Description of the task -
Please copy each line of the listing below in which the word "endpoint" appears.

== Provided material ==

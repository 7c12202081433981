//! Wire contract of the external intent-extraction service.
//!
//! The service turns a free-text utterance into an optional
//! `(topology, devices)` pair. Only the response shapes are modeled here; the
//! transport (and its retry/timeout policy) lives with the caller.

use crate::error::{Error, Result};
use serde::{Deserialize, Serialize};

/// Response of the `/chat` endpoint. `message` is the dialogue reply shown in
/// the chat transcript; `data` carries whatever the extraction recognized,
/// either half of which may be absent.
#[derive(Debug, Clone, PartialEq, Serialize, Deserialize)]
pub struct ChatResponse {
    pub success: bool,
    pub message: Option<String>,
    pub data: ChatData,
}

#[derive(Debug, Clone, Default, PartialEq, Serialize, Deserialize)]
pub struct ChatData {
    pub topology: Option<String>,
    pub devices: Option<i64>,
}

/// Liveness contract of the `/health` endpoint, polled independently of the
/// generator.
#[derive(Debug, Clone, PartialEq, Serialize, Deserialize)]
pub struct HealthResponse {
    pub status: String,
    pub rasa_healthy: bool,
}

/// A complete `(kind, device count)` pair ready for generation.
#[derive(Debug, Clone, PartialEq, Serialize, Deserialize)]
#[serde(rename_all = "camelCase")]
pub struct TopologyRequest {
    pub kind: String,
    pub device_count: i64,
}

impl ChatResponse {
    /// The topology request carried by this response, if the extraction
    /// produced both halves of the pair. Failed responses never yield a
    /// request. The kind is lower-cased here so downstream matching sees the
    /// canonical spelling.
    pub fn topology_request(&self) -> Option<TopologyRequest> {
        if !self.success {
            return None;
        }
        let kind = self.data.topology.as_deref()?.to_ascii_lowercase();
        let device_count = self.data.devices?;
        Some(TopologyRequest { kind, device_count })
    }
}

/// Decodes a raw `/chat` response body.
pub fn decode_chat_response(body: &str) -> Result<ChatResponse> {
    serde_json::from_str(body).map_err(|err| Error::MalformedResponse {
        message: err.to_string(),
    })
}
//! Cryptographic utilities for the wallet
//!
//! This module provides:
//! - SHA-256 / RIPEMD-160 hashing for addresses and signing digests
//! - ECDSA key pairs (secp256k1) for producing signer proofs
//! - The default [`SignatureVerifier`](crate::multisig::SignatureVerifier) adapter

pub mod hash;
pub mod keys;

pub use hash::{checksum, double_sha256, hash160, sha256};
pub use keys::{sign_digest, verify_digest, KeyError, KeyPair, Secp256k1Verifier};
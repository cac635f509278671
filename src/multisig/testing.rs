//! Collaborator doubles shared by the wallet tests

use super::interfaces::{BalanceLedger, LedgerError, SignatureVerifier, TransferBroadcaster};
use super::types::{Address, PublicKey, Transfer};
use std::cell::Cell;
use std::collections::BTreeMap;

/// In-memory balances with a record of every debit
#[derive(Debug, Default, Clone)]
pub struct MemoryLedger {
    pub balances: BTreeMap<Address, i128>,
    pub debits: Vec<(Address, u128)>,
}

impl MemoryLedger {
    pub fn with_balance(account: Address, balance: i128) -> Self {
        let mut ledger = Self::default();
        ledger.balances.insert(account, balance);
        ledger
    }
}

impl BalanceLedger for MemoryLedger {
    fn balance(&self, account: &Address) -> i128 {
        self.balances.get(account).copied().unwrap_or(0)
    }

    fn debit(&mut self, account: &Address, amount: u128) -> Result<(), LedgerError> {
        let balance = self.balance(account);
        if balance < 0 || (balance as u128) < amount {
            return Err(LedgerError::InsufficientFunds { balance, amount });
        }
        self.balances.insert(*account, balance - amount as i128);
        self.debits.push((*account, amount));
        Ok(())
    }
}

/// Wraps a verifier and counts how often it is consulted
pub struct SpyVerifier<V> {
    pub inner: V,
    pub calls: Cell<usize>,
}

impl<V: SignatureVerifier> SpyVerifier<V> {
    pub fn new(inner: V) -> Self {
        Self {
            inner,
            calls: Cell::new(0),
        }
    }

    pub fn calls(&self) -> usize {
        self.calls.get()
    }
}

impl<V: SignatureVerifier> SignatureVerifier for SpyVerifier<V> {
    fn verify(&self, proof: &[u8], public_key: &PublicKey, message: &[u8]) -> bool {
        self.calls.set(self.calls.get() + 1);
        self.inner.verify(proof, public_key, message)
    }
}

/// Keeps every transfer it is asked to send
#[derive(Debug, Default)]
pub struct RecordingBroadcaster {
    pub sent: Vec<Transfer>,
}

impl TransferBroadcaster for RecordingBroadcaster {
    fn send(&mut self, transfer: &Transfer) {
        self.sent.push(transfer.clone());
    }
}
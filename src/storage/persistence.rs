//! Wallet persistence layer
//!
//! The wallet snapshot, the ledger and the outbox are saved together as one
//! JSON file in a data directory, so a transfer's nonce, debit and outbox
//! entry are committed by a single rename.

use crate::multisig::WalletState;
use crate::storage::ledger::{JsonLedger, Outbox};
use serde::de::DeserializeOwned;
use serde::{Deserialize, Serialize};
use std::fs;
use std::io::{self, BufReader, BufWriter};
use std::path::{Path, PathBuf};
use thiserror::Error;

/// Storage errors
#[derive(Error, Debug)]
pub enum StorageError {
    #[error("IO error: {0}")]
    IoError(#[from] io::Error),
    #[error("Serialization error: {0}")]
    SerializationError(#[from] serde_json::Error),
    #[error("Invalid data: {0}")]
    InvalidData(String),
}

/// Everything the host keeps for one wallet
#[derive(Clone, Debug, PartialEq, Eq, Serialize, Deserialize)]
pub struct HostSnapshot {
    pub wallet: WalletState,
    #[serde(default)]
    pub ledger: JsonLedger,
    #[serde(default)]
    pub outbox: Outbox,
}

impl HostSnapshot {
    /// Fresh wallet with an empty ledger and outbox
    pub fn new(wallet: WalletState) -> Self {
        Self {
            wallet,
            ledger: JsonLedger::new(),
            outbox: Outbox::new(),
        }
    }
}

/// Storage configuration
#[derive(Debug, Clone)]
pub struct StorageConfig {
    pub data_dir: PathBuf,
    pub wallet_file: String,
    pub backup_enabled: bool,
    pub max_backups: usize,
}

impl Default for StorageConfig {
    fn default() -> Self {
        Self {
            data_dir: PathBuf::from(".multisig_data"),
            wallet_file: "wallet.json".to_string(),
            backup_enabled: true,
            max_backups: 5,
        }
    }
}

/// Wallet storage manager
pub struct Storage {
    config: StorageConfig,
}

impl Storage {
    /// Create a new storage manager
    pub fn new(config: StorageConfig) -> Result<Self, StorageError> {
        fs::create_dir_all(&config.data_dir)?;
        Ok(Self { config })
    }

    /// Create with default configuration
    pub fn with_defaults() -> Result<Self, StorageError> {
        Self::new(StorageConfig::default())
    }

    pub fn data_dir(&self) -> &Path {
        &self.config.data_dir
    }

    fn wallet_path(&self) -> PathBuf {
        self.config.data_dir.join(&self.config.wallet_file)
    }

    fn backup_path(&self, index: usize) -> PathBuf {
        self.config
            .data_dir
            .join(format!("{}.backup.{}", self.config.wallet_file, index))
    }

    /// Check if a saved wallet exists
    pub fn exists(&self) -> bool {
        self.wallet_path().exists()
    }

    /// Save the snapshot, keeping a backup of the previous one
    pub fn save(&self, snapshot: &HostSnapshot) -> Result<(), StorageError> {
        let path = self.wallet_path();

        if self.config.backup_enabled && self.config.max_backups > 0 && path.exists() {
            self.rotate_backups()?;
            fs::copy(&path, self.backup_path(0))?;
        }

        write_json(&path, snapshot)
    }

    /// Load the snapshot
    pub fn load(&self) -> Result<HostSnapshot, StorageError> {
        let path = self.wallet_path();
        if !path.exists() {
            return Err(StorageError::InvalidData(format!(
                "Wallet file not found in {:?}; run `init` first",
                self.config.data_dir
            )));
        }
        read_json(&path)
    }

    /// Rotate backup files
    fn rotate_backups(&self) -> Result<(), StorageError> {
        let oldest = self.backup_path(self.config.max_backups - 1);
        if oldest.exists() {
            fs::remove_file(&oldest)?;
        }

        for i in (0..self.config.max_backups - 1).rev() {
            let current = self.backup_path(i);
            if current.exists() {
                fs::rename(&current, self.backup_path(i + 1))?;
            }
        }

        Ok(())
    }

    /// Restore the snapshot from a backup
    pub fn restore_backup(&self, backup_index: usize) -> Result<HostSnapshot, StorageError> {
        let backup_path = self.backup_path(backup_index);
        if !backup_path.exists() {
            return Err(StorageError::InvalidData(format!(
                "Backup {} not found",
                backup_index
            )));
        }
        read_json(&backup_path)
    }

    /// List available backups
    pub fn list_backups(&self) -> Vec<usize> {
        (0..self.config.max_backups)
            .filter(|i| self.backup_path(*i).exists())
            .collect()
    }

    /// Get storage statistics
    pub fn stats(&self) -> Result<StorageStats, StorageError> {
        let path = self.wallet_path();
        let file_size = if path.exists() {
            fs::metadata(&path)?.len()
        } else {
            0
        };

        Ok(StorageStats {
            file_size,
            backup_count: self.list_backups().len(),
            data_dir: self.config.data_dir.clone(),
        })
    }
}

/// Storage statistics
#[derive(Debug)]
pub struct StorageStats {
    pub file_size: u64,
    pub backup_count: usize,
    pub data_dir: PathBuf,
}

fn write_json<T: Serialize>(path: &Path, value: &T) -> Result<(), StorageError> {
    let temp_path = path.with_extension("tmp");
    {
        let file = fs::File::create(&temp_path)?;
        let writer = BufWriter::new(file);
        serde_json::to_writer_pretty(writer, value)?;
    }

    // Atomic rename
    fs::rename(&temp_path, path)?;
    Ok(())
}

fn read_json<T: DeserializeOwned>(path: &Path) -> Result<T, StorageError> {
    let file = fs::File::open(path)?;
    let reader = BufReader::new(file);
    Ok(serde_json::from_reader(reader)?)
}

#[cfg(test)]
mod tests {
    use super::*;
    use crate::crypto::KeyPair;
    use crate::multisig::{BalanceLedger, SignerRegistry, Transfer, TransferBroadcaster};
    use chrono::Utc;

    fn storage(temp_dir: &tempfile::TempDir, max_backups: usize) -> Storage {
        let config = StorageConfig {
            data_dir: temp_dir.path().to_path_buf(),
            max_backups,
            ..Default::default()
        };
        Storage::new(config).unwrap()
    }

    fn sample_state() -> WalletState {
        let mut signers = SignerRegistry::new();
        for _ in 0..3 {
            let kp = KeyPair::generate();
            signers.add(kp.address(), kp.public_key()).unwrap();
        }
        WalletState {
            owner: KeyPair::generate().address(),
            required_signatures: 2,
            signers,
            nonce: 7,
        }
    }

    #[test]
    fn test_save_load_snapshot() {
        let temp_dir = tempfile::tempdir().unwrap();
        let storage = storage(&temp_dir, 5);
        assert!(!storage.exists());
        assert!(matches!(storage.load(), Err(StorageError::InvalidData(_))));

        let snapshot = HostSnapshot::new(sample_state());
        storage.save(&snapshot).unwrap();
        assert!(storage.exists());
        assert_eq!(storage.load().unwrap(), snapshot);
    }

    #[test]
    fn test_ledger_and_outbox_saved_with_wallet() {
        let temp_dir = tempfile::tempdir().unwrap();
        let storage = storage(&temp_dir, 5);
        let mut snapshot = HostSnapshot::new(sample_state());
        let account = snapshot.wallet.owner;

        snapshot.ledger.credit(&account, 250).unwrap();
        snapshot.outbox.send(&Transfer {
            from: account,
            to: KeyPair::generate().address(),
            amount: 10,
            nonce: 0,
            executed_at: Utc::now(),
        });
        storage.save(&snapshot).unwrap();

        let loaded = storage.load().unwrap();
        assert_eq!(loaded.ledger.balance(&account), 250);
        assert_eq!(loaded.outbox, snapshot.outbox);
        assert_eq!(loaded.wallet.nonce, 7);
    }

    #[test]
    fn test_missing_ledger_and_outbox_default_to_empty() {
        let temp_dir = tempfile::tempdir().unwrap();
        let storage = storage(&temp_dir, 5);
        let wallet = sample_state();
        let json = serde_json::json!({ "wallet": wallet });
        fs::write(temp_dir.path().join("wallet.json"), json.to_string()).unwrap();

        let loaded = storage.load().unwrap();
        assert_eq!(loaded.wallet, wallet);
        assert_eq!(loaded.ledger, JsonLedger::new());
        assert!(loaded.outbox.is_empty());
    }

    #[test]
    fn test_backup_rotation() {
        let temp_dir = tempfile::tempdir().unwrap();
        let storage = storage(&temp_dir, 3);
        let mut snapshot = HostSnapshot::new(sample_state());

        for nonce in 0..5 {
            snapshot.wallet.nonce = nonce;
            storage.save(&snapshot).unwrap();
        }

        assert_eq!(storage.list_backups(), vec![0, 1, 2]);
        // Most recent backup is the save before the last one
        assert_eq!(storage.restore_backup(0).unwrap().wallet.nonce, 3);
        assert_eq!(storage.stats().unwrap().backup_count, 3);
    }
}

===

Reply to the task -
/// Response of the `/chat` endpoint. `message` is the dialogue reply shown in
/// Liveness contract of the `/health` endpoint, polled independently of the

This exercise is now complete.